[Stored data entries]

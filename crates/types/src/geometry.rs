use serde::{Deserialize, Serialize};

/// An axis-aligned rectangle in absolute screen space.
///
/// This is also the shape of a node's layout metrics: `x`/`y` is the top-left
/// corner of the border box, `width`/`height` its size excluding margins.
#[derive(Debug, Clone, Copy, Default, PartialEq, Serialize, Deserialize)]
pub struct Rect {
    pub x: f32,
    pub y: f32,
    pub width: f32,
    pub height: f32,
}

/// Layout metrics written by the engine for every node.
pub type Metrics = Rect;

impl Rect {
    pub fn new(x: f32, y: f32, width: f32, height: f32) -> Self {
        Self {
            x,
            y,
            width,
            height,
        }
    }

    pub fn from_origin_size(x: f32, y: f32, size: Size) -> Self {
        Self::new(x, y, size.width, size.height)
    }

    pub fn size(&self) -> Size {
        Size::new(self.width, self.height)
    }

    pub fn right(&self) -> f32 {
        self.x + self.width
    }

    pub fn bottom(&self) -> f32 {
        self.y + self.height
    }

    /// Shrinks the rectangle by `edges`.
    ///
    /// The result is clamped so it never has a negative size and never escapes
    /// `self`, even when the edges are larger than the rectangle.
    pub fn inset(&self, edges: &Edges<f32>) -> Rect {
        let left = edges.left.max(0.0).min(self.width);
        let top = edges.top.max(0.0).min(self.height);
        let width = (self.width - left - edges.right.max(0.0)).max(0.0);
        let height = (self.height - top - edges.bottom.max(0.0)).max(0.0);
        Rect {
            x: self.x + left,
            y: self.y + top,
            width,
            height,
        }
    }

    /// Grows the rectangle by `edges` (used for the margin box).
    pub fn outset(&self, edges: &Edges<f32>) -> Rect {
        Rect {
            x: self.x - edges.left,
            y: self.y - edges.top,
            width: (self.width + edges.horizontal()).max(0.0),
            height: (self.height + edges.vertical()).max(0.0),
        }
    }

    /// Returns true if `other` lies entirely within `self`.
    pub fn contains_rect(&self, other: &Rect) -> bool {
        const EPSILON: f32 = 0.001;
        other.x + EPSILON >= self.x
            && other.y + EPSILON >= self.y
            && other.right() <= self.right() + EPSILON
            && other.bottom() <= self.bottom() + EPSILON
    }
}

#[derive(Debug, Clone, Copy, Default, PartialEq, Serialize, Deserialize)]
pub struct Size {
    pub width: f32,
    pub height: f32,
}

impl Size {
    pub fn new(width: f32, height: f32) -> Self {
        Self { width, height }
    }

    pub fn zero() -> Self {
        Self {
            width: 0.0,
            height: 0.0,
        }
    }

    pub fn get(&self, axis: Axis) -> f32 {
        match axis {
            Axis::Horizontal => self.width,
            Axis::Vertical => self.height,
        }
    }

    pub fn set(&mut self, axis: Axis, value: f32) {
        match axis {
            Axis::Horizontal => self.width = value,
            Axis::Vertical => self.height = value,
        }
    }

    pub fn is_finite(&self) -> bool {
        self.width.is_finite() && self.height.is_finite()
    }
}

/// One of the two physical layout axes.
#[derive(Debug, Clone, Copy, PartialEq, Eq, Hash, Serialize, Deserialize)]
#[serde(rename_all = "kebab-case")]
pub enum Axis {
    Horizontal,
    Vertical,
}

impl Axis {
    pub fn cross(self) -> Axis {
        match self {
            Axis::Horizontal => Axis::Vertical,
            Axis::Vertical => Axis::Horizontal,
        }
    }
}

/// A value per physical edge of a box (margin, padding, border width).
#[derive(Debug, Clone, Copy, Default, PartialEq, Serialize, Deserialize)]
pub struct Edges<T> {
    pub left: T,
    pub right: T,
    pub top: T,
    pub bottom: T,
}

impl<T: Clone> Edges<T> {
    pub fn all(value: T) -> Self {
        Self {
            left: value.clone(),
            right: value.clone(),
            top: value.clone(),
            bottom: value,
        }
    }

    pub fn map<U>(&self, mut f: impl FnMut(&T) -> U) -> Edges<U> {
        Edges {
            left: f(&self.left),
            right: f(&self.right),
            top: f(&self.top),
            bottom: f(&self.bottom),
        }
    }
}

impl Edges<f32> {
    pub fn zero() -> Self {
        Self::all(0.0)
    }

    pub fn horizontal(&self) -> f32 {
        self.left + self.right
    }

    pub fn vertical(&self) -> f32 {
        self.top + self.bottom
    }

    /// Sum of both edges along `axis`.
    pub fn along(&self, axis: Axis) -> f32 {
        match axis {
            Axis::Horizontal => self.horizontal(),
            Axis::Vertical => self.vertical(),
        }
    }

    /// The leading edge (left or top) along `axis`.
    pub fn start(&self, axis: Axis) -> f32 {
        match axis {
            Axis::Horizontal => self.left,
            Axis::Vertical => self.top,
        }
    }

    /// The trailing edge (right or bottom) along `axis`.
    pub fn end(&self, axis: Axis) -> f32 {
        match axis {
            Axis::Horizontal => self.right,
            Axis::Vertical => self.bottom,
        }
    }
}
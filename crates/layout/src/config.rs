use serde::{Deserialize, Serialize};

#[derive(Debug, Clone, Copy, PartialEq, Eq, Serialize, Deserialize)]
#[serde(rename_all = "camelCase", default)]
pub struct LayoutConfig {
    /// Whether percentages resolve to whole pixels.
    ///
    /// - **true**: `round(base * p / 100)`, so `"33%"` of `100` is `33`.
    /// - **false**: the exact product is kept.
    ///
    /// Defaults to `true`.
    pub round_percentages: bool,
}

impl Default for LayoutConfig {
    fn default() -> Self {
        Self {
            round_percentages: true,
        }
    }
}
//! Defines enums for CSS Flexbox layout properties.
use serde::{Deserialize, Serialize};
use trellis_types::Axis;

#[derive(Debug, Clone, Copy, Serialize, Deserialize, PartialEq, Eq, Hash, Default)]
#[serde(rename_all = "kebab-case")]
pub enum FlexDirection {
    Row,
    RowReverse,
    #[default]
    Column,
    ColumnReverse,
}

impl FlexDirection {
    pub fn is_row(self) -> bool {
        matches!(self, FlexDirection::Row | FlexDirection::RowReverse)
    }

    pub fn is_reversed(self) -> bool {
        matches!(self, FlexDirection::RowReverse | FlexDirection::ColumnReverse)
    }

    pub fn main_axis(self) -> Axis {
        if self.is_row() {
            Axis::Horizontal
        } else {
            Axis::Vertical
        }
    }
}

#[derive(Debug, Clone, Copy, Serialize, Deserialize, PartialEq, Eq, Hash, Default)]
#[serde(rename_all = "kebab-case")]
pub enum FlexWrap {
    #[default]
    NoWrap,
    Wrap,
    WrapReverse,
}

#[derive(Debug, Clone, Copy, Serialize, Deserialize, PartialEq, Eq, Hash, Default)]
#[serde(rename_all = "kebab-case")]
pub enum JustifyContent {
    #[default]
    FlexStart,
    FlexEnd,
    Center,
    SpaceBetween,
    SpaceAround,
    SpaceEvenly,
}

/// Note: `baseline` alignment is not supported and is treated as `flex-start`.
#[derive(Debug, Clone, Copy, Serialize, Deserialize, PartialEq, Eq, Hash, Default)]
#[serde(rename_all = "kebab-case")]
pub enum AlignItems {
    #[default]
    Stretch,
    FlexStart,
    FlexEnd,
    Center,
    Baseline,
}

/// Note: `baseline` alignment is not supported and is treated as `flex-start`.
#[derive(Debug, Clone, Copy, Serialize, Deserialize, PartialEq, Eq, Hash, Default)]
#[serde(rename_all = "kebab-case")]
pub enum AlignSelf {
    #[default]
    Auto,
    Stretch,
    FlexStart,
    FlexEnd,
    Center,
    Baseline,
}

impl AlignSelf {
    /// Resolves `auto` to the container's `align-items`.
    pub fn resolve(self, parent: AlignItems) -> AlignItems {
        match self {
            AlignSelf::Auto => parent,
            AlignSelf::Stretch => AlignItems::Stretch,
            AlignSelf::FlexStart => AlignItems::FlexStart,
            AlignSelf::FlexEnd => AlignItems::FlexEnd,
            AlignSelf::Center => AlignItems::Center,
            AlignSelf::Baseline => AlignItems::Baseline,
        }
    }
}

/// Distribution of flex lines along the cross axis of a wrapping container.
#[derive(Debug, Clone, Copy, Serialize, Deserialize, PartialEq, Eq, Hash, Default)]
#[serde(rename_all = "kebab-case")]
pub enum AlignContent {
    #[default]
    Stretch,
    FlexStart,
    FlexEnd,
    Center,
    Baseline,
    SpaceBetween,
    SpaceAround,
}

### Problem description
Write down, word for word, the lines above from the one containing "use trellis_types::Axis;" through the one containing "matches!(self, FlexDirection::RowReverse |", both ends included.

### Response
use trellis_types::Axis;

#[derive(Debug, Clone, Copy, Serialize, Deserialize, PartialEq, Eq, Hash, Default)]
#[serde(rename_all = "kebab-case")]
pub enum FlexDirection {
    Row,
    RowReverse,
    #[default]
    Column,
    ColumnReverse,
}

impl FlexDirection {
    pub fn is_row(self) -> bool {
        matches!(self, FlexDirection::Row | FlexDirection::RowReverse)
    }

    pub fn is_reversed(self) -> bool {
        matches!(self, FlexDirection::RowReverse | FlexDirection::ColumnReverse)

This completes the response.